WORK ORDER.
Where does the word "LearnerRecord" occur in the entries below? Copy every line that has it.

Records drawn from a dataset:
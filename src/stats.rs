use tracing::debug;

use crate::config::Threshold;
use crate::math::mean;
use crate::models::{Aggregate, LearnerRecord, ThresholdStats};

/// Flat mean over all score types, unlike class averages.
pub fn record_average(record: &LearnerRecord) -> f64 {
    let scores: Vec<f64> = record.scores.iter().map(|entry| entry.score).collect();
    mean(&scores)
}

pub fn compute_statistics(
    records: &[LearnerRecord],
    threshold: Threshold,
    class_filter: Option<i64>,
) -> Aggregate<ThresholdStats> {
    let mut total_learners = 0usize;
    let mut above_threshold_count = 0usize;

    for record in records {
        if class_filter.is_some_and(|class_id| record.class_id != class_id) {
            continue;
        }

        total_learners += 1;
        if record_average(record) > threshold.value() {
            above_threshold_count += 1;
        }
    }

    if total_learners == 0 {
        debug!(?class_filter, "no records to compute statistics over");
        return Aggregate::NoData;
    }

    let stats = ThresholdStats {
        total_learners,
        above_threshold_count,
        above_threshold_percentage: above_threshold_count as f64 / total_learners as f64
            * 100.0,
    };
    debug!(
        ?class_filter,
        threshold = threshold.value(),
        total_learners,
        above_threshold_count,
        "computed threshold statistics"
    );
    Aggregate::Data(stats)
}

#[cfg(test)]
mod tests {
    use super::*;
    use crate::models::{ScoreEntry, ScoreType};

    fn record(learner_id: i64, class_id: i64, scores: &[f64]) -> LearnerRecord {
        LearnerRecord {
            learner_id,
            class_id,
            scores: scores
                .iter()
                .map(|&score| ScoreEntry {
                    score_type: ScoreType::Quiz,
                    score,
                })
                .collect(),
        }
    }

    fn stats(result: Aggregate<ThresholdStats>) -> ThresholdStats {
        result.data().expect("expected statistics")
    }

    #[test]
    fn threshold_is_strictly_greater_than() {
        let records = vec![
            record(1, 10, &[70.0]),
            record(2, 10, &[60.0, 80.0]),
            record(3, 10, &[70.01]),
        ];

        let result = stats(compute_statistics(&records, Threshold::default(), None));
        assert_eq!(result.total_learners, 3);
        assert_eq!(result.above_threshold_count, 1);
        assert!((result.above_threshold_percentage - 100.0 / 3.0).abs() < 1e-9);
    }

    #[test]
    fn average_ignores_score_type_weights() {
        let record = LearnerRecord {
            learner_id: 1,
            class_id: 10,
            scores: vec![
                ScoreEntry {
                    score_type: ScoreType::Exam,
                    score: 100.0,
                },
                ScoreEntry {
                    score_type: ScoreType::Homework,
                    score: 40.0,
                },
                ScoreEntry {
                    score_type: ScoreType::Homework,
                    score: 40.0,
                },
            ],
        };
        assert!((record_average(&record) - 60.0).abs() < 1e-9);
    }

    #[test]
    fn counts_each_enrollment_separately() {
        let records = vec![
            record(1, 10, &[90.0]),
            record(1, 11, &[50.0]),
            record(2, 10, &[95.0]),
        ];

        let result = stats(compute_statistics(&records, Threshold::default(), None));
        assert_eq!(result.total_learners, 3);
        assert_eq!(result.above_threshold_count, 2);
    }

    #[test]
    fn class_filter_applies_before_counting() {
        let records = vec![
            record(1, 10, &[90.0]),
            record(2, 11, &[50.0]),
            record(3, 11, &[75.0]),
        ];

        let result = stats(compute_statistics(&records, Threshold::default(), Some(11)));
        assert_eq!(result.total_learners, 2);
        assert_eq!(result.above_threshold_count, 1);
        assert!((result.above_threshold_percentage - 50.0).abs() < 1e-9);
    }

    #[test]
    fn unmatched_filter_is_no_data() {
        let records = vec![record(1, 10, &[90.0])];
        let result = compute_statistics(&records, Threshold::default(), Some(99));
        assert!(result.is_no_data());
    }

    #[test]
    fn zero_percent_is_still_data() {
        let records = vec![record(1, 10, &[10.0])];
        let result = stats(compute_statistics(&records, Threshold::default(), Some(10)));
        assert_eq!(result.total_learners, 1);
        assert_eq!(result.above_threshold_count, 0);
        assert_eq!(result.above_threshold_percentage, 0.0);
    }

    #[test]
    fn record_without_scores_counts_but_never_passes() {
        let records = vec![record(1, 10, &[]), record(2, 10, &[88.0])];
        let result = stats(compute_statistics(&records, Threshold::default(), None));
        assert_eq!(result.total_learners, 2);
        assert_eq!(result.above_threshold_count, 1);
    }

    #[test]
    fn custom_threshold() {
        let records = vec![record(1, 10, &[55.0]), record(2, 10, &[45.0])];
        let threshold = Threshold::new(50.0).unwrap();
        let result = stats(compute_statistics(&records, threshold, None));
        assert_eq!(result.above_threshold_count, 1);
    }

    #[test]
    fn repeated_calls_are_bit_identical() {
        let records = vec![record(1, 10, &[71.3, 68.2]), record(2, 10, &[90.1])];
        let first = stats(compute_statistics(&records, Threshold::default(), None));
        let second = stats(compute_statistics(&records, Threshold::default(), None));
        assert_eq!(first.total_learners, second.total_learners);
        assert_eq!(first.above_threshold_count, second.above_threshold_count);
        assert_eq!(
            first.above_threshold_percentage.to_bits(),
            second.above_threshold_percentage.to_bits()
        );
    }
}
use thiserror::Error;

use crate::models::ScoreType;

/// Invalid weights or thresholds, rejected before any computation runs.
#[derive(Error, Debug, Clone, PartialEq)]
pub enum ConfigError {
    #[error("{score_type} weight must be a finite, non-negative number (got {value})")]
    InvalidWeight { score_type: ScoreType, value: f64 },

    #[error("weights must sum to 1.0 (got {sum})")]
    WeightsDoNotSumToOne { sum: f64 },

    #[error("threshold must be a finite number (got {0})")]
    NonFiniteThreshold(f64),
}
use crate::models::{ScoreEntry, ScoreType};

/// NaN for an empty slice.
pub fn mean(values: &[f64]) -> f64 {
    if values.is_empty() {
        return f64::NAN;
    }
    values.iter().sum::<f64>() / values.len() as f64
}

#[derive(Debug, Default, Clone)]
pub struct TypeBuckets {
    pub exam: Vec<f64>,
    pub quiz: Vec<f64>,
    pub homework: Vec<f64>,
}

impl TypeBuckets {
    pub fn push(&mut self, entry: &ScoreEntry) {
        match entry.score_type {
            ScoreType::Exam => self.exam.push(entry.score),
            ScoreType::Quiz => self.quiz.push(entry.score),
            ScoreType::Homework => self.homework.push(entry.score),
        }
    }

    pub fn mean_of(&self, score_type: ScoreType) -> f64 {
        match score_type {
            ScoreType::Exam => mean(&self.exam),
            ScoreType::Quiz => mean(&self.quiz),
            ScoreType::Homework => mean(&self.homework),
        }
    }
}
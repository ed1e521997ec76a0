use std::collections::HashMap;

use tracing::debug;

use crate::config::WeightConfig;
use crate::math::TypeBuckets;
use crate::models::{Aggregate, ClassAverage, LearnerRecord, ScoreType};

pub fn compute_class_averages(
    learner_id: i64,
    records: &[LearnerRecord],
    weights: &WeightConfig,
) -> Aggregate<Vec<ClassAverage>> {
    if records.is_empty() {
        debug!(learner_id, "no records for learner");
        return Aggregate::NoData;
    }

    let mut order: Vec<(i64, TypeBuckets)> = Vec::new();
    let mut index: HashMap<i64, usize> = HashMap::new();

    for record in records {
        let slot = *index.entry(record.class_id).or_insert_with(|| {
            order.push((record.class_id, TypeBuckets::default()));
            order.len() - 1
        });
        for entry in &record.scores {
            order[slot].1.push(entry);
        }
    }

    let averages: Vec<ClassAverage> = order
        .into_iter()
        .map(|(class_id, buckets)| ClassAverage {
            class_id,
            avg: weighted_average(&buckets, weights),
        })
        .collect();

    debug!(learner_id, classes = averages.len(), "computed class averages");
    Aggregate::Data(averages)
}

fn weighted_average(buckets: &TypeBuckets, weights: &WeightConfig) -> f64 {
    [ScoreType::Exam, ScoreType::Quiz, ScoreType::Homework]
        .into_iter()
        .map(|score_type| buckets.mean_of(score_type) * weights.weight_for(score_type))
        .sum()
}
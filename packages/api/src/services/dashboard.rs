use futures::try_join;

use crate::models::{Alerta, Entrada, Page, Producto, Salida};
use crate::{ApiClient, Result};

/// How many of the latest entries/exits the dashboard lists.
pub const RECENT_MOVEMENTS: usize = 5;

/// Figures shown on the dashboard, computed client-side from the resource lists.
#[derive(Debug, Clone, PartialEq, Default)]
pub struct DashboardSummary {
    pub total_productos: usize,
    pub unidades_en_stock: i64,
    /// Products at or below their minimum, lowest stock first.
    pub stock_bajo: Vec<Producto>,
    pub alertas_pendientes: Vec<Alerta>,
    /// Newest first.
    pub entradas_recientes: Vec<Entrada>,
    /// Newest first.
    pub salidas_recientes: Vec<Salida>,
}

impl DashboardSummary {
    pub fn build(
        productos: &Page<Producto>,
        alertas: &Page<Alerta>,
        entradas: &Page<Entrada>,
        salidas: &Page<Salida>,
    ) -> Self {
        let mut stock_bajo: Vec<Producto> = productos
            .items
            .iter()
            .filter(|p| p.is_low_stock())
            .cloned()
            .collect();
        stock_bajo.sort_by_key(|p| (p.stock_actual, p.id_producto));

        // Pages are ascending by id, so the newest records are at the end.
        Self {
            total_productos: productos.total,
            unidades_en_stock: productos.items.iter().map(|p| p.stock_actual.max(0)).sum(),
            stock_bajo,
            alertas_pendientes: alertas.items.iter().filter(|a| a.is_pending()).cloned().collect(),
            entradas_recientes: entradas.items.iter().rev().take(RECENT_MOVEMENTS).cloned().collect(),
            salidas_recientes: salidas.items.iter().rev().take(RECENT_MOVEMENTS).cloned().collect(),
        }
    }
}

impl ApiClient {
    /// Fetch the four lists concurrently; the first failure aborts the rest.
    pub async fn get_dashboard_summary(&self) -> Result<DashboardSummary> {
        let (productos, alertas, entradas, salidas) = try_join!(
            self.get_productos(None),
            self.get_alertas(),
            self.get_entradas(),
            self.get_salidas()
        )?;
        Ok(DashboardSummary::build(&productos, &alertas, &entradas, &salidas))
    }
}

#[cfg(test)]
mod tests {
    use super::*;
    use crate::services::testing::client;
    use serde_json::{json, Value};
    use wiremock::matchers::{method, path};
    use wiremock::{Mock, MockServer, ResponseTemplate};

    async fn mount(server: &MockServer, route: &str, body: Value) {
        Mock::given(method("GET"))
            .and(path(route))
            .respond_with(ResponseTemplate::new(200).set_body_json(body))
            .mount(server)
            .await;
    }

    #[tokio::test]
    async fn test_summary() {
        let server = MockServer::start().await;
        mount(&server, "/productos", json!([
            {"id_producto": 1, "nombre": "A", "stock_actual": 2, "stock_minimo": 5},
            {"id_producto": 2, "nombre": "B", "stock_actual": 50, "stock_minimo": 5},
            {"id_producto": 3, "nombre": "C", "stock_actual": 0, "stock_minimo": 1}
        ])).await;
        mount(&server, "/alertas", json!([
            {"id_alerta": 1, "mensaje": "x", "resuelta": true},
            {"id_alerta": 2, "mensaje": "y"}
        ])).await;
        let entradas: Vec<Value> = (1..=7)
            .map(|i| json!({"id_entrada": i, "id_producto": 1, "cantidad": i}))
            .collect();
        mount(&server, "/entradas", Value::Array(entradas)).await;
        mount(&server, "/salidas", json!([])).await;

        let (api, _) = client(&server, Some("tok"));
        let summary = api.get_dashboard_summary().await.unwrap();
        assert_eq!(summary.total_productos, 3);
        assert_eq!(summary.unidades_en_stock, 52);
        let low: Vec<i64> = summary.stock_bajo.iter().map(|p| p.id_producto).collect();
        assert_eq!(low, vec![3, 1]);
        assert_eq!(summary.alertas_pendientes.len(), 1);
        let recent: Vec<i64> = summary.entradas_recientes.iter().map(|e| e.id_entrada).collect();
        assert_eq!(recent, vec![7, 6, 5, 4, 3]);
        assert!(summary.salidas_recientes.is_empty());
    }

    #[tokio::test]
    async fn test_one_failure_fails_summary() {
        let server = MockServer::start().await;
        mount(&server, "/productos", json!([])).await;
        mount(&server, "/alertas", json!({"not": "a list"})).await;
        mount(&server, "/entradas", json!([])).await;
        mount(&server, "/salidas", json!([])).await;

        let (api, _) = client(&server, Some("tok"));
        let err = api.get_dashboard_summary().await.unwrap_err();
        assert_eq!(err.to_string(), "Invalid response format");
    }
}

EXERCISE RESULT.
use crate::models::{Aggregate, LearnerRecord, ThresholdStats};
pub fn record_average(record: &LearnerRecord) -> f64 {
    records: &[LearnerRecord],
    fn record(learner_id: i64, class_id: i64, scores: &[f64]) -> LearnerRecord {
        LearnerRecord {
        let record = LearnerRecord {
use crate::models::{Aggregate, ClassAverage, LearnerRecord, ScoreType};
    records: &[LearnerRecord],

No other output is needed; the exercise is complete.